Edit the generated colcompare_config.yaml file to add or modify type groups and excluded columns:

description: Column comparison type mappings configuration. Each key represents a type group, and the list contains equivalent types. excluded_cols is a list of column names to ignore during comparison.
type_mappings:
  INTEGER:
  - INT
  - INTEGER
  - BIGINT
  - SMALLINT
  - TINYINT
  - NUMBER
  VARCHAR:
  - VARCHAR
  - TEXT
  - CHAR
  - STRING
  - NVARCHAR
  - VARCHAR2
  # Add your custom types here
# Column names to exclude from comparison (case-insensitive)
excluded_cols:
  - CREATED_AT
  - UPDATED_AT

Use your custom configuration:

dbqt compare source.csv target.csv --config colcompare_config.yaml

Note: excluded_cols can also be placed directly in your connection YAML configs (source and/or target). When running database-backed comparisons, exclusions from all configs are merged automatically.

To generate CSV schema files from your database, run this query:

SELECT
    upper(table_schema) as SCH, --optional
    upper(table_name) as TABLE_NAME,
    upper(column_name) as COL_NAME,
    upper(data_type) as DATA_TYPE --optional
FROM information_schema.columns
where UPPER(table_schema) = UPPER('YOUR_SCHEMA')
order by table_name, ordinal_position;

Export the results to CSV format to use with the compare tool.

Parquet Combine Tool (dbqt combine)

Combine multiple Parquet files into a single file:

Validates schema compatibility
Preserves nested data structures
Handles large datasets efficiently

Usage:

dbqt combine [output.parquet]  # Combines all .parquet files in current directory

Database Statistics Tool (dbqt dbstats / dbqt rowcount / dbqt stats)

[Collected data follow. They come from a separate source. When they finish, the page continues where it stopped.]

#[async_trait]
impl ContainerRuntime for DockerRuntime {
    async fn find_by_name(&self, name: &str) -> Result<Option<ContainerHandle>, RuntimeError> {
        let mut filters = HashMap::new();
        filters.insert("name".to_string(), vec![name.to_string()]);

        let containers = self
            .docker
            .list_containers(Some(
                ListContainersOptionsBuilder::new()
                    .all(true)
                    .filters(&filters)
                    .build(),
            ))
            .await
            .map_err(|e| RuntimeError::Api(format!("failed to list containers: {}", e)))?;

        // The name filter is a substring match; the engine prefixes names with '/'.
        let wanted = format!("/{}", name.trim_start_matches('/'));
        for container in containers {
            let exact = container
                .names
                .as_ref()
                .map(|names| names.iter().any(|n| *n == wanted))
                .unwrap_or(false);
            if exact {
                if let Some(id) = container.id {
                    return Ok(Some(ContainerHandle {
                        id,
                        name: wanted.trim_start_matches('/').to_string(),
                    }));
                }
            }
        }
        Ok(None)
    }

    async fn launch(&self, spec: &LaunchSpec) -> Result<ContainerHandle, RuntimeError> {
        let body = self.container_config(spec)?;
        let handle = create_and_start_with(self, &spec.container_name_hint(), body).await?;

        info!(
            container_id = %handle.id,
            container_name = %handle.name,
            image = %spec.image,
            gpu = spec.wants_gpu(),
            "Started container"
        );
        Ok(handle)
    }

    async fn inspect(&self, id: &str) -> Result<ContainerState, RuntimeError> {
        let inspect = self
            .docker
            .inspect_container(id, None)
            .await
            .map_err(|e| RuntimeError::ContainerNotFound(format!("{}: {}", id, e)))?;

        let state = inspect.state.unwrap_or_default();
        Ok(ContainerState {
            status: state
                .status
                .map(|s| s.to_string())
                .unwrap_or_default(),
            running: state.running.unwrap_or(false),
            exit_code: state.exit_code,
            finished_at: state.finished_at.unwrap_or_default(),
        })
    }

    async fn stop_by_name(&self, name: &str, remove: bool) -> Result<(), RuntimeError> {
        if name.is_empty() {
            return Err(RuntimeError::InvalidArgument("container name is empty".to_string()));
        }

        let Some(handle) = self.find_by_name(name).await? else {
            debug!(container_name = %name, "Container already gone");
            return Ok(());
        };

        let state = self.inspect(&handle.id).await?;
        if state.running {
            self.docker
                .stop_container(
                    &handle.id,
                    Some(StopContainerOptionsBuilder::new().t(STOP_TIMEOUT_SECS).build()),
                )
                .await
                .map_err(|e| RuntimeError::Api(format!("failed to stop {}: {}", name, e)))?;
            info!(container_name = %name, "Stopped container");
        }

        if remove {
            self.force_remove(&handle.id).await?;
            info!(container_name = %name, "Removed container");
        }
        Ok(())
    }

    async fn stop_timestamp(&self, id: &str) -> Result<i64, RuntimeError> {
        let state = self.inspect(id).await?;
        stop_timestamp_of(&state)
    }

    async fn find_image(&self, name: &str) -> Result<bool, RuntimeError> {
        let wanted = normalize_image_name(name);
        let images = self
            .docker
            .list_images(Some(ListImagesOptionsBuilder::new().all(false).build()))
            .await
            .map_err(|e| RuntimeError::Api(format!("failed to list images: {}", e)))?;

        Ok(images
            .iter()
            .any(|image| image.repo_tags.iter().any(|tag| *tag == wanted)))
    }

    async fn import_and_tag(&self, tar_path: &Path, full_name: &str) -> Result<(), RuntimeError> {
        import_and_tag_with(self, tar_path, full_name).await
    }

    async fn last_logs(&self, name: &str, tail: usize) -> Result<Vec<String>, RuntimeError> {
        let mut output = self.docker.logs(
            name,
            Some(
                LogsOptionsBuilder::new()
                    .follow(false)
                    .stdout(true)
                    .stderr(true)
                    .tail(&tail.to_string())
                    .build(),
            ),
        );

        let mut lines = Vec::new();
        while let Some(chunk) = output.next().await {
            let chunk = chunk.map_err(|e| RuntimeError::Api(format!("failed to read logs of {}: {}", name, e)))?;
            let text = String::from_utf8_lossy(&chunk.into_bytes()).to_string();
            lines.extend(text.lines().map(|line| line.trim_end_matches('\r').to_string()));
        }

        let skip = lines.len().saturating_sub(tail);
        Ok(lines.split_off(skip))
    }

    async fn start_log_stream(&self, id: &str, sink: Arc<dyn LogSink>) -> Result<(), RuntimeError> {
        let output = self.docker.logs(
            id,
            Some(
                LogsOptionsBuilder::new()
                    .follow(true)
                    .stdout(true)
                    .stderr(true)
                    .tail("all")
                    .build(),
            ),
        );

        // bollard yields demultiplexed chunks; they are put back into the
        // daemon's framing so one decoder serves every source.
        let framed = output.map(|chunk| {
            let chunk = chunk.map_err(|e| std::io::Error::other(e.to_string()))?;
            let (selector, message) = match chunk {
                LogOutput::StdErr { message } => (STDERR, message),
                LogOutput::StdOut { message } | LogOutput::Console { message } => (STDOUT, message),
                LogOutput::StdIn { message } => (0, message),
            };
            let mut buf = BytesMut::new();
            encode_frame(selector, &message, &mut buf);
            Ok::<_, std::io::Error>(buf.freeze())
        });

        self.streams.start(id, StreamReader::new(Box::pin(framed)), sink);
        debug!(container_id = %id, "Started log stream");
        Ok(())
    }

    async fn stop_log_stream(&self, name: &str, sink: Arc<dyn LogSink>) -> Result<(), RuntimeError> {
        let Some(handle) = self.find_by_name(name).await? else {
            return Ok(());
        };

        match self.last_logs(name, 1).await {
            Ok(lines) => {
                if let Some(last) = lines.into_iter().last() {
                    sink.on_frame(LogFrame::error(last));
                }
            }
            Err(e) => warn!(container_name = %name, error = %e, "Could not read final log line"),
        }

        self.streams.stop(&handle.id);
        Ok(())
    }

    async fn close(&self) {
        self.streams.close_all();
    }
}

Collect and analyze database statistics with multiple modes:

rowcount (default) — Fetches table row counts in parallel
colcompare — Compares column schemas between source and target databases
both — Runs row counts then column comparison in one command
Supports both single table analysis and source/target table comparisons
Supports separate source and target database configurations for cross-database comparisons
Supports table, schema.table, and db.schema.table patterns in CSV files
Automatically calculates differences and percentage changes for comparisons
Generates interactive HTML reports with sortable, filterable tables
Built-in XLSX export from the browser
Configurable through YAML

Usage:

# Row counts — single database mode
dbqt dbstats --config config.yaml

# Row counts — dual database mode (source and target in different databases)
dbqt dbstats --source-config source_config.yaml --target-config target_config.yaml

# Column comparison via dbstats
dbqt dbstats colcompare --source-config source_config.yaml --target-config target_config.yaml

# Both row counts and column comparison in one run
dbqt dbstats both --source-config source_config.yaml --target-config target_config.yaml

# Both mode with custom type mappings
dbqt dbstats both --source-config source_config.yaml --target-config target_config.yaml --type-config colcompare_config.yaml

# Generate a default column type mappings configuration file
dbqt dbstats --generate-col-mappings

# Also available via aliases
dbqt rowcount --config config.yaml
dbqt stats --config config.yaml

Example config.yaml (single database mode):

# Database connection configuration
connection:
  type: mysql  # mysql, snowflake, duckdb, csv, parquet, s3parquet, postgresql, sqlserver, athena
  host: localhost
  user: myuser
  password: mypassword
  database: mydb
  # Optional AWS configs for s3parquet
  # aws_profile: default
  # aws_region: us-west-2
  # bucket: my-bucket

  # Snowflake-specific configs
  # type: snowflake
  # account: your_account.region
  # warehouse: YOUR_WAREHOUSE
  # database: YOUR_DB
  # schema: YOUR_SCHEMA
  # role: YOUR_ROLE
  # authenticator: externalbrowser  # Optional: use SSO authentication
  # user: your_username
  # password: your_password  # Not needed if using externalbrowser auth

# Path to CSV file containing table names to analyze
tables_file: tables.csv

# Optional: number of parallel workers (default: 4)
max_workers: 10

# Optional: exclude tables matching SQL-like patterns (case-insensitive)
# % matches any sequence of characters
excluded_tables:
  - "%_FINAL"
  - "TMP_%"
  - "%_BAK_%"

Example dual database configuration (for cross-database comparisons):

source_config.yaml:

connection:
  type: mysql
  host: source-db.example.com
  user: source_user
  password: source_pass
  database: source_db

tables_file: tables.csv  # CSV with source_table and target_table columns
max_workers: 10

target_config.yaml:

connection:
  type: snowflake
  account: myorg.snowflakecomputing.com
  user: target_user
  password: target_pass
  warehouse: COMPUTE_WH
  database: TARGET_DB
  schema: PUBLIC
  role: ANALYST

The tables.csv file should contain either:

A table_name column for single table analysis (adds row_count and notes columns)
source_table and target_table columns for comparison analysis (adds row counts, notes, difference, and percentage difference columns)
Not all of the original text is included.